__What you will do__. Once the line containing "Ok(Some(src.split_to(length).freeze()))" is found in the entries below, reproduce it and every line after it, stopping at and including the line containing "buf.extend_from_slice(&full[7..]);"; reproduce nothing else, and keep each line exact.

(Input Opens)

//! Configuration for the session agent.

use std::path::Path;
use std::time::Duration;

use hostlink_core::desktop::CaptureOptions;
use serde::{Deserialize, Serialize};

/// Top-level configuration loaded from a TOML file.
#[derive(Debug, Clone, Default, Serialize, Deserialize)]
#[serde(default)]
pub struct AgentConfig {
    /// Screen capture settings.
    pub capture: CaptureConfig,
    /// Logging settings.
    pub logging: LoggingConfig,
}

#[derive(Debug, Clone, Serialize, Deserialize)]
#[serde(default)]
pub struct CaptureConfig {
    /// Target time between captures in milliseconds.
    pub interval_ms: u64,
    /// How long one capture waits for the desktop to change.
    pub timeout_ms: u64,
    /// Block size for dirty-rectangle detection (pixels).
    pub block_size: usize,
}

#[derive(Debug, Clone, Serialize, Deserialize)]
#[serde(default)]
pub struct LoggingConfig {
    /// Log level: "trace", "debug", "info", "warn", "error".
    pub level: String,
    /// Optional log file path. If empty, logs to stderr.
    pub file: String,
}

// ── Defaults ─────────────────────────────────────────────────────

impl Default for CaptureConfig {
    fn default() -> Self {
        Self {
            interval_ms: 33,
            timeout_ms: 50,
            block_size: 64,
        }
    }
}

impl Default for LoggingConfig {
    fn default() -> Self {
        Self {
            level: "info".into(),
            file: String::new(),
        }
    }
}

// ── Loading ──────────────────────────────────────────────────────

impl AgentConfig {
    /// Load configuration from a TOML file, falling back to defaults.
    pub fn load(path: &Path) -> Self {
        match std::fs::read_to_string(path) {
            Ok(contents) => toml::from_str(&contents).unwrap_or_else(|e| {
                tracing::warn!("invalid config {}: {e}; using defaults", path.display());
                Self::default()
            }),
            Err(_) => {
                tracing::info!("no config at {}; using defaults", path.display());
                Self::default()
            }
        }
    }

    /// Capture tuning for the screen capturer.
    pub fn capture_options(&self) -> CaptureOptions {
        CaptureOptions {
            interval: Duration::from_millis(self.capture.interval_ms.max(1)),
            timeout: Duration::from_millis(self.capture.timeout_ms),
            block_size: self.capture.block_size.max(8),
        }
    }
}

// ── Tests ────────────────────────────────────────────────────────

#[cfg(test)]
mod tests {
    use super::*;

    #[test]
    fn default_config_serializes() {
        let text = toml::to_string_pretty(&AgentConfig::default()).unwrap();
        assert!(text.contains("[capture]"));
        assert!(text.contains("interval_ms"));
        assert!(text.contains("[logging]"));
    }

    #[test]
    fn partial_file_keeps_other_defaults() {
        let cfg: AgentConfig = toml::from_str("[capture]\nblock_size = 32\n").unwrap();
        assert_eq!(cfg.capture.block_size, 32);
        assert_eq!(cfg.capture.interval_ms, 33);
        assert_eq!(cfg.logging.level, "info");
    }

    #[test]
    fn capture_options_are_clamped() {
        let mut cfg = AgentConfig::default();
        cfg.capture.interval_ms = 0;
        cfg.capture.block_size = 2;

        let options = cfg.capture_options();
        assert_eq!(options.interval, Duration::from_millis(1));
        assert_eq!(options.block_size, 8);
    }

    #[test]
    fn missing_file_gives_defaults() {
        let cfg = AgentConfig::load(Path::new("/nonexistent/hostlink-agent.toml"));
        assert_eq!(cfg.capture.timeout_ms, 50);
    }
}
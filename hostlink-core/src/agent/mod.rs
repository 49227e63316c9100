//! The desktop session agent.
//!
//! One [`DesktopSessionAgent`] drives one [`Channel`] to the broker. It is
//! a two-state machine:
//!
//! ```text
//!   Idle ──start-session──► Active ──stop-session / disconnect──► Idle
//! ```
//!
//! While Active it owns the session [`Subsystems`] and runs the capture
//! loop: capture, send the frame if anything changed, wait for the
//! broker's acknowledgement, wait the scheduler's delay, capture again.
//! At most one frame is unacknowledged at any time.
//!
//! Channel callbacks and subsystem callbacks all arrive as events on one
//! queue and are handled sequentially by [`DesktopSessionAgent::run`]
//! together with the capture timer, so the agent itself holds no locks.

pub mod events;
pub mod subsystems;
pub mod timer;

use bytes::Bytes;
use tracing::{debug, error, info, warn};

use crate::desktop::{PowerController, SharedFrame};
use crate::error::HostError;
use crate::ipc::{Channel, ChannelEvent};
use crate::message::Message;

pub use events::{AgentEvent, AgentEvents, Generation};
pub use subsystems::{PlatformSubsystems, SubsystemFactory, Subsystems};
pub use timer::OneShotTimer;

#[derive(Debug, Clone, Copy, PartialEq, Eq)]
pub enum SessionState {
    Idle,
    Active,
}

/// State of one Active period.
struct ActiveSession {
    generation: Generation,
    // Declared before the subsystems so it is released first.
    last_frame: Option<SharedFrame>,
    capture_timer: OneShotTimer,
    capture_pending: bool,
    subsystems: Subsystems,
}

impl ActiveSession {
    /// Close the capture cycle and arm the timer for the next one. A sent
    /// frame's cycle ends only when the peer acknowledges it.
    fn finish_capture(&mut self) {
        self.subsystems.capture_scheduler.end_capture();
        let delay = self.subsystems.capture_scheduler.next_capture_delay();
        self.capture_timer.start(delay);
    }
}

enum Flow {
    Continue,
    Exit,
}

pub struct DesktopSessionAgent<F: SubsystemFactory> {
    channel: Channel,
    events: AgentEvents,
    receiver: events::EventReceiver,
    factory: F,
    power: Box<dyn PowerController>,
    session: Option<ActiveSession>,
    generation: Generation,
}

impl<F: SubsystemFactory> DesktopSessionAgent<F> {
    /// Agent over a connected, still paused channel.
    pub fn new(channel: Channel, factory: F, power: Box<dyn PowerController>) -> Self {
        let (events, receiver) = AgentEvents::channel();
        Self {
            channel,
            events,
            receiver,
            factory,
            power,
            session: None,
            generation: 0,
        }
    }

    pub fn state(&self) -> SessionState {
        match self.session {
            Some(_) => SessionState::Active,
            None => SessionState::Idle,
        }
    }

    /// Attach to the channel and handle events until the channel
    /// disconnects. The session is stopped before returning.
    pub async fn run(mut self) -> Result<(), HostError> {
        self.channel.set_listener(self.events.clone());
        self.channel.resume();
        info!(peer = ?self.channel.peer(), "desktop session agent running");

        loop {
            tokio::select! {
                event = self.receiver.recv() => {
                    let Some((generation, event)) = event else { break };
                    if let Flow::Exit = self.handle_event(generation, event) {
                        break;
                    }
                }
                _ = capture_due(&mut self.session) => self.capture_frame(),
            }
        }

        self.stop_session();
        info!("desktop session agent finished");
        Ok(())
    }

    fn handle_event(&mut self, generation: Generation, event: AgentEvent) -> Flow {
        if event.is_session_scoped() && !self.is_current(generation) {
            debug!(generation, "stale session event dropped");
            return Flow::Continue;
        }

        match event {
            AgentEvent::Channel(ChannelEvent::Message(bytes)) => self.on_message_received(bytes),
            AgentEvent::Channel(ChannelEvent::Disconnected) => {
                info!("broker disconnected");
                self.stop_session();
                return Flow::Exit;
            }
            AgentEvent::ScreenCaptured(frame) => self.on_screen_captured(frame),
            AgentEvent::ScreenListChanged(list) => self.send(Message::ScreenListChanged(list)),
            AgentEvent::Clipboard(event) => self.send(Message::ClipboardEvent(event)),
            AgentEvent::SharedMemoryCreated(id) => self.send(Message::CreateSharedBuffer { id }),
            AgentEvent::SharedMemoryDestroyed(id) => self.send(Message::ReleaseSharedBuffer { id }),
        }
        Flow::Continue
    }

    fn is_current(&self, generation: Generation) -> bool {
        self.session
            .as_ref()
            .is_some_and(|session| session.generation == generation)
    }

    // ── Inbound messages ─────────────────────────────────────────

    fn on_message_received(&mut self, bytes: Bytes) {
        let message = match Message::from_bytes(&bytes) {
            Ok(message) => message,
            Err(err) => {
                warn!(len = bytes.len(), error = %err, "unparsable message discarded");
                return;
            }
        };
        debug!(kind = message.kind(), "message received");

        match message {
            Message::EncodeFrameResult => self.on_encode_frame_result(),
            Message::StartSession => self.start_session(),
            Message::StopSession => self.stop_session(),
            Message::LogoffUserSession => self.power.logoff(),
            Message::LockUserSession => self.power.lock(),

            Message::PointerEvent(event) => {
                if let Some(session) = self.session.as_mut() {
                    session.subsystems.input_injector.inject_pointer_event(&event);
                }
            }
            Message::KeyEvent(event) => {
                if let Some(session) = self.session.as_mut() {
                    session.subsystems.input_injector.inject_key_event(&event);
                }
            }
            Message::ClipboardEvent(event) => {
                if let Some(session) = self.session.as_mut() {
                    session.subsystems.clipboard_monitor.inject_clipboard_event(&event);
                }
            }
            Message::SelectSource { screen_id } => {
                if let Some(session) = self.session.as_mut() {
                    session.subsystems.screen_capturer.select_screen(screen_id);
                }
            }
            Message::SetFeatures(features) => {
                if let Some(session) = self.session.as_mut() {
                    let capturer = &mut session.subsystems.screen_capturer;
                    capturer.enable_wallpaper(features.wallpaper);
                    capturer.enable_effects(features.effects);
                }
            }
            Message::SetBlockInput { state } => {
                if let Some(session) = self.session.as_mut() {
                    session.subsystems.input_injector.set_block_input(state);
                }
            }

            other => warn!(kind = other.kind(), "unexpected message discarded"),
        }
    }

    fn start_session(&mut self) {
        if self.session.is_some() {
            debug!("session already active");
            return;
        }

        let generation = self.generation + 1;
        let events = self.events.with_generation(generation);
        let subsystems = match Subsystems::create(&mut self.factory, events) {
            Ok(subsystems) => subsystems,
            Err(err) => {
                error!(error = %err, "cannot start session");
                return;
            }
        };

        self.generation = generation;
        self.session = Some(ActiveSession {
            generation,
            last_frame: None,
            capture_timer: OneShotTimer::new(),
            capture_pending: false,
            subsystems,
        });
        info!(generation, "session started");

        self.capture_frame();
    }

    fn stop_session(&mut self) {
        if let Some(session) = self.session.take() {
            info!(generation = session.generation, "session stopped");
        }
    }

    // ── Capture loop ─────────────────────────────────────────────

    fn capture_frame(&mut self) {
        let Some(session) = self.session.as_mut() else {
            return;
        };
        if session.capture_pending || session.last_frame.is_some() {
            return;
        }

        session.capture_pending = true;
        session.subsystems.capture_scheduler.begin_capture();
        session.subsystems.screen_capturer.capture_frame();
    }

    fn on_screen_captured(&mut self, frame: Option<SharedFrame>) {
        let Some(session) = self.session.as_mut() else {
            return;
        };
        session.capture_pending = false;

        let Some(frame) = frame.filter(SharedFrame::has_updates) else {
            session.finish_capture();
            return;
        };

        let message = Message::EncodeFrame(frame.to_serialized());
        match message.to_bytes().and_then(|bytes| self.channel.send(bytes)) {
            Ok(()) => {
                debug!(
                    buffer = frame.shared_memory_id(),
                    rects = frame.updated_region.rects().len(),
                    "frame sent"
                );
                session.last_frame = Some(frame);
            }
            Err(err) => {
                warn!(error = %err, "cannot send frame");
                session.finish_capture();
            }
        }
    }

    fn on_encode_frame_result(&mut self) {
        let Some(session) = self.session.as_mut() else {
            debug!("frame acknowledgement while idle ignored");
            return;
        };
        if session.last_frame.take().is_none() {
            debug!("frame acknowledgement without a frame in flight ignored");
            return;
        }
        session.finish_capture();
    }

    fn send(&self, message: Message) {
        let kind = message.kind();
        if let Err(err) = message.to_bytes().and_then(|bytes| self.channel.send(bytes)) {
            warn!(kind, error = %err, "cannot send message");
        }
    }
}

async fn capture_due(session: &mut Option<ActiveSession>) {
    match session {
        Some(session) => session.capture_timer.fired().await,
        None => std::future::pending().await,
    }
}
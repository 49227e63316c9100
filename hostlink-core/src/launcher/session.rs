//! The two launch strategies.
//!
//! ```text
//! As-System (desktop):
//!   session = copy_process_token(Session)
//!   privileged = copy_process_token(Privileged) + enable_tcb_privilege
//!   [impersonate privileged] set_token_session_id(session) [revert]
//!   set_token_ui_access(session)
//!   create_process_with_token(session)
//!
//! As-User (file transfer):
//!   privileged = copy_process_token(Privileged) + enable_tcb_privilege
//!   [impersonate privileged] user = query_user_token(session_id) [revert]
//!   create_process_with_token(user)
//! ```

use tracing::{info, warn};

use crate::error::LaunchError;
use crate::launcher::backend::{LaunchBackend, TokenAccess};
use crate::launcher::command_line::CommandLine;
use crate::launcher::impersonation::ImpersonationGuard;
use crate::launcher::{AgentRole, SessionType};

pub struct SessionLauncher<B: LaunchBackend> {
    backend: B,
}

impl<B: LaunchBackend> SessionLauncher<B> {
    pub fn new(backend: B) -> Self {
        Self { backend }
    }

    pub fn backend(&self) -> &B {
        &self.backend
    }

    /// Launch `command_line` in `session_id` with the strategy matching
    /// `session_type`.
    pub fn launch(
        &self,
        session_type: SessionType,
        session_id: u32,
        command_line: &CommandLine,
    ) -> Result<(), LaunchError> {
        let result = match session_type.agent_role() {
            AgentRole::Desktop => self.launch_as_system(session_id, command_line),
            AgentRole::FileTransfer => self.launch_as_user(session_id, command_line),
        };

        match &result {
            Ok(()) => info!(?session_type, session_id, "session process launched"),
            Err(err) => warn!(?session_type, session_id, error = %err, "session launch failed"),
        }
        result
    }

    pub fn launch_as_system(&self, session_id: u32, command_line: &CommandLine) -> Result<(), LaunchError> {
        let session_token = self.create_session_token(session_id)?;
        self.backend.create_process_with_token(&session_token, command_line)
    }

    pub fn launch_as_user(&self, session_id: u32, command_line: &CommandLine) -> Result<(), LaunchError> {
        let privileged_token = self.create_privileged_token()?;

        let user_token = {
            let _impersonation = ImpersonationGuard::impersonate(&self.backend, &privileged_token)?;
            self.backend.query_user_token(session_id)?
        };

        self.backend.create_process_with_token(&user_token, command_line)
    }

    /// Copy of the process token retargeted to `session_id`, with UI
    /// access enabled.
    pub fn create_session_token(&self, session_id: u32) -> Result<B::Token, LaunchError> {
        let session_token = self.backend.copy_process_token(TokenAccess::Session)?;
        let privileged_token = self.create_privileged_token()?;

        {
            let _impersonation = ImpersonationGuard::impersonate(&self.backend, &privileged_token)?;
            self.backend.set_token_session_id(&session_token, session_id)?;
        }

        self.backend.set_token_ui_access(&session_token)?;
        Ok(session_token)
    }

    /// Copy of the process token with the TCB privilege enabled.
    pub fn create_privileged_token(&self) -> Result<B::Token, LaunchError> {
        let token = self.backend.copy_process_token(TokenAccess::Privileged)?;
        self.backend.enable_tcb_privilege(&token)?;
        Ok(token)
    }
}
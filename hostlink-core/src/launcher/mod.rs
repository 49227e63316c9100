//! Spawning the session agent inside a target interactive session.
//!
//! Desktop sessions run the agent as SYSTEM with a token retargeted to the
//! user's session; file transfer runs it as the logged-on user. See
//! [`SessionLauncher`] for the exact token sequence.

pub mod backend;
pub mod command_line;
pub mod impersonation;
pub mod session;
#[cfg(target_os = "windows")]
pub mod win;

use std::fmt;
use std::path::PathBuf;
use std::str::FromStr;

use serde::{Deserialize, Serialize};

use crate::error::LaunchError;

pub use backend::{LaunchBackend, TokenAccess};
pub use command_line::CommandLine;
pub use impersonation::ImpersonationGuard;
pub use session::SessionLauncher;

pub const SESSION_TYPE_SWITCH: &str = "session-type";
pub const CHANNEL_ID_SWITCH: &str = "channel-id";

/// File name of the agent executable, expected next to the broker.
pub const AGENT_EXECUTABLE: &str = if cfg!(target_os = "windows") {
    "hostlink-agent.exe"
} else {
    "hostlink-agent"
};

/// Kind of session a client asked for.
#[derive(Debug, Clone, Copy, PartialEq, Eq, Hash, Serialize, Deserialize)]
#[serde(rename_all = "kebab-case")]
pub enum SessionType {
    DesktopManage,
    DesktopView,
    FileTransfer,
}

impl SessionType {
    pub fn agent_role(self) -> AgentRole {
        match self {
            SessionType::DesktopManage | SessionType::DesktopView => AgentRole::Desktop,
            SessionType::FileTransfer => AgentRole::FileTransfer,
        }
    }
}

/// What the launched agent process does; passed as `--session-type`.
#[derive(Debug, Clone, Copy, PartialEq, Eq, Hash)]
pub enum AgentRole {
    Desktop,
    FileTransfer,
}

impl AgentRole {
    pub fn as_str(self) -> &'static str {
        match self {
            AgentRole::Desktop => "desktop",
            AgentRole::FileTransfer => "file-transfer",
        }
    }
}

impl fmt::Display for AgentRole {
    fn fmt(&self, f: &mut fmt::Formatter<'_>) -> fmt::Result {
        f.write_str(self.as_str())
    }
}

impl FromStr for AgentRole {
    type Err = String;

    fn from_str(s: &str) -> Result<Self, Self::Err> {
        match s {
            "desktop" => Ok(AgentRole::Desktop),
            "file-transfer" => Ok(AgentRole::FileTransfer),
            other => Err(format!("unknown session type: {other}")),
        }
    }
}

/// Agent executable in the directory of the running executable.
pub fn agent_executable_path() -> Result<PathBuf, LaunchError> {
    let current = std::env::current_exe().map_err(LaunchError::AgentPath)?;
    let dir = current.parent().ok_or_else(|| {
        LaunchError::AgentPath(std::io::Error::new(
            std::io::ErrorKind::NotFound,
            "executable has no parent directory",
        ))
    })?;
    Ok(dir.join(AGENT_EXECUTABLE))
}

/// `<program> --session-type=<role> --channel-id=<id>`
pub fn agent_command_line(program: impl Into<PathBuf>, role: AgentRole, channel_id: &str) -> CommandLine {
    let mut command_line = CommandLine::new(program);
    command_line
        .append_switch(SESSION_TYPE_SWITCH, role.as_str())
        .append_switch(CHANNEL_ID_SWITCH, channel_id);
    command_line
}

/// Start the agent for `session_type` in `session_id`, connecting back to
/// `channel_id`. Returns once the process is created.
#[cfg(target_os = "windows")]
pub fn launch_session_process(
    session_type: SessionType,
    session_id: u32,
    channel_id: &str,
    program: Option<PathBuf>,
) -> Result<(), LaunchError> {
    let program = match program {
        Some(program) => program,
        None => agent_executable_path()?,
    };
    let command_line = agent_command_line(program, session_type.agent_role(), channel_id);
    SessionLauncher::new(win::Win32Backend::new()).launch(session_type, session_id, &command_line)
}

#[cfg(not(target_os = "windows"))]
pub fn launch_session_process(
    _session_type: SessionType,
    _session_id: u32,
    _channel_id: &str,
    _program: Option<PathBuf>,
) -> Result<(), LaunchError> {
    Err(LaunchError::Unsupported)
}

#[cfg(test)]
mod tests {
    use super::*;

    #[test]
    fn session_types_map_to_roles() {
        assert_eq!(SessionType::DesktopManage.agent_role(), AgentRole::Desktop);
        assert_eq!(SessionType::DesktopView.agent_role(), AgentRole::Desktop);
        assert_eq!(SessionType::FileTransfer.agent_role(), AgentRole::FileTransfer);
    }

    #[test]
    fn role_switch_values() {
        for role in [AgentRole::Desktop, AgentRole::FileTransfer] {
            assert_eq!(role.as_str().parse::<AgentRole>().unwrap(), role);
        }
        assert!("desktop-manage".parse::<AgentRole>().is_err());
    }

    #[test]
    fn agent_command_line_carries_both_switches() {
        let cmd = agent_command_line("hostlink-agent", AgentRole::FileTransfer, "7.1.ff");
        assert_eq!(cmd.switch_value(SESSION_TYPE_SWITCH), Some("file-transfer"));
        assert_eq!(cmd.switch_value(CHANNEL_ID_SWITCH), Some("7.1.ff"));
    }

    #[cfg(not(target_os = "windows"))]
    #[test]
    fn launching_is_unsupported_off_windows() {
        assert!(matches!(
            launch_session_process(SessionType::DesktopManage, 1, "x", None),
            Err(LaunchError::Unsupported)
        ));
    }
}
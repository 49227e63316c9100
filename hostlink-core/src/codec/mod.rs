//! Length-prefixed framing for the IPC channel.
//!
//! ```text
//! length:  u32 LE  (payload bytes only, never 0)
//! payload: [u8; length]
//! ```

use bytes::{Buf, BufMut, Bytes, BytesMut};
use tokio_util::codec::{Decoder, Encoder};

use crate::error::HostError;

/// Size of the length prefix.
pub const LENGTH_FIELD_SIZE: usize = 4;

/// Largest payload accepted in either direction.
pub const MAX_MESSAGE_SIZE: usize = 16 * 1024 * 1024;

/// Check a payload length against the framing rules.
pub fn validate_length(len: usize, max: usize) -> Result<(), HostError> {
    if len == 0 {
        return Err(HostError::EmptyFrame);
    }
    if len > max {
        return Err(HostError::FrameTooLarge { size: len, max });
    }
    Ok(())
}

/// `tokio_util` codec for `[u32 LE length][payload]` frames.
#[derive(Debug, Clone, Copy)]
pub struct FrameCodec {
    max_frame_size: usize,
}

impl FrameCodec {
    pub fn new() -> Self {
        Self {
            max_frame_size: MAX_MESSAGE_SIZE,
        }
    }

    /// Use a smaller frame limit.
    pub fn with_max_frame_size(max_frame_size: usize) -> Self {
        Self { max_frame_size }
    }
}

impl Default for FrameCodec {
    fn default() -> Self {
        Self::new()
    }
}

impl Decoder for FrameCodec {
    type Item = Bytes;
    type Error = HostError;

    fn decode(&mut self, src: &mut BytesMut) -> Result<Option<Self::Item>, Self::Error> {
        if src.len() < LENGTH_FIELD_SIZE {
            return Ok(None);
        }

        let mut length_bytes = [0u8; LENGTH_FIELD_SIZE];
        length_bytes.copy_from_slice(&src[..LENGTH_FIELD_SIZE]);
        let length = u32::from_le_bytes(length_bytes) as usize;

        // Checked before buffering so a hostile length never allocates.
        validate_length(length, self.max_frame_size)?;

        if src.len() < LENGTH_FIELD_SIZE + length {
            src.reserve(LENGTH_FIELD_SIZE + length - src.len());
            return Ok(None);
        }

        src.advance(LENGTH_FIELD_SIZE);
        Ok(Some(src.split_to(length).freeze()))
    }
}

impl Encoder<Bytes> for FrameCodec {
    type Error = HostError;

    fn encode(&mut self, item: Bytes, dst: &mut BytesMut) -> Result<(), Self::Error> {
        validate_length(item.len(), self.max_frame_size)?;

        dst.reserve(LENGTH_FIELD_SIZE + item.len());
        dst.put_u32_le(item.len() as u32);
        dst.extend_from_slice(&item);
        Ok(())
    }
}

#[cfg(test)]
mod tests {
    use super::*;

    fn frame(payload: &[u8]) -> BytesMut {
        let mut buf = BytesMut::new();
        buf.put_u32_le(payload.len() as u32);
        buf.extend_from_slice(payload);
        buf
    }

    #[test]
    fn decodes_complete_frame() {
        let mut codec = FrameCodec::new();
        let mut buf = frame(b"hello");
        let decoded = codec.decode(&mut buf).unwrap().unwrap();
        assert_eq!(&decoded[..], b"hello");
        assert!(buf.is_empty());
    }

    #[test]
    fn waits_for_partial_header_and_payload() {
        let mut codec = FrameCodec::new();
        let full = frame(b"abcdef");

        let mut buf = BytesMut::from(&full[..2]);
        assert!(codec.decode(&mut buf).unwrap().is_none());

        buf.extend_from_slice(&full[2..7]);
        assert!(codec.decode(&mut buf).unwrap().is_none());

        buf.extend_from_slice(&full[7..]);
        assert_eq!(&codec.decode(&mut buf).unwrap().unwrap()[..], b"abcdef");
    }

    #[test]
    fn two_frames_in_one_read() {
        let mut codec = FrameCodec::new();
        let mut buf = frame(b"one");
        buf.extend_from_slice(&frame(b"two"));

        assert_eq!(&codec.decode(&mut buf).unwrap().unwrap()[..], b"one");
        assert_eq!(&codec.decode(&mut buf).unwrap().unwrap()[..], b"two");
        assert!(codec.decode(&mut buf).unwrap().is_none());
    }

    #[test]
    fn oversized_length_is_rejected_before_payload_arrives() {
        let mut codec = FrameCodec::with_max_frame_size(8);
        let mut buf = BytesMut::new();
        buf.put_u32_le(9);

        let err = codec.decode(&mut buf).unwrap_err();
        assert!(matches!(err, HostError::FrameTooLarge { size: 9, max: 8 }));
    }

    #[test]
    fn zero_length_is_a_protocol_error() {
        let mut codec = FrameCodec::new();
        let mut buf = BytesMut::new();
        buf.put_u32_le(0);

        assert!(matches!(codec.decode(&mut buf), Err(HostError::EmptyFrame)));
    }

    #[test]
    fn encoder_writes_length_prefix() {
        let mut codec = FrameCodec::new();
        let mut dst = BytesMut::new();
        codec.encode(Bytes::from_static(b"xyz"), &mut dst).unwrap();
        assert_eq!(&dst[..], &[3, 0, 0, 0, b'x', b'y', b'z']);
    }

    #[test]
    fn encoder_rejects_empty_and_oversized_payloads() {
        let mut codec = FrameCodec::with_max_frame_size(2);
        let mut dst = BytesMut::new();
        assert!(codec.encode(Bytes::new(), &mut dst).is_err());
        assert!(codec.encode(Bytes::from_static(b"abc"), &mut dst).is_err());
        assert!(dst.is_empty());
    }
}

(Input Closes)

__Solved exercise__.
        Ok(Some(src.split_to(length).freeze()))
    }
}

impl Encoder<Bytes> for FrameCodec {
    type Error = HostError;

    fn encode(&mut self, item: Bytes, dst: &mut BytesMut) -> Result<(), Self::Error> {
        validate_length(item.len(), self.max_frame_size)?;

        dst.reserve(LENGTH_FIELD_SIZE + item.len());
        dst.put_u32_le(item.len() as u32);
        dst.extend_from_slice(&item);
        Ok(())
    }
}

#[cfg(test)]
mod tests {
    use super::*;

    fn frame(payload: &[u8]) -> BytesMut {
        let mut buf = BytesMut::new();
        buf.put_u32_le(payload.len() as u32);
        buf.extend_from_slice(payload);
        buf
    }

    #[test]
    fn decodes_complete_frame() {
        let mut codec = FrameCodec::new();
        let mut buf = frame(b"hello");
        let decoded = codec.decode(&mut buf).unwrap().unwrap();
        assert_eq!(&decoded[..], b"hello");
        assert!(buf.is_empty());
    }

    #[test]
    fn waits_for_partial_header_and_payload() {
        let mut codec = FrameCodec::new();
        let full = frame(b"abcdef");

        let mut buf = BytesMut::from(&full[..2]);
        assert!(codec.decode(&mut buf).unwrap().is_none());

        buf.extend_from_slice(&full[2..7]);
        assert!(codec.decode(&mut buf).unwrap().is_none());

        buf.extend_from_slice(&full[7..]);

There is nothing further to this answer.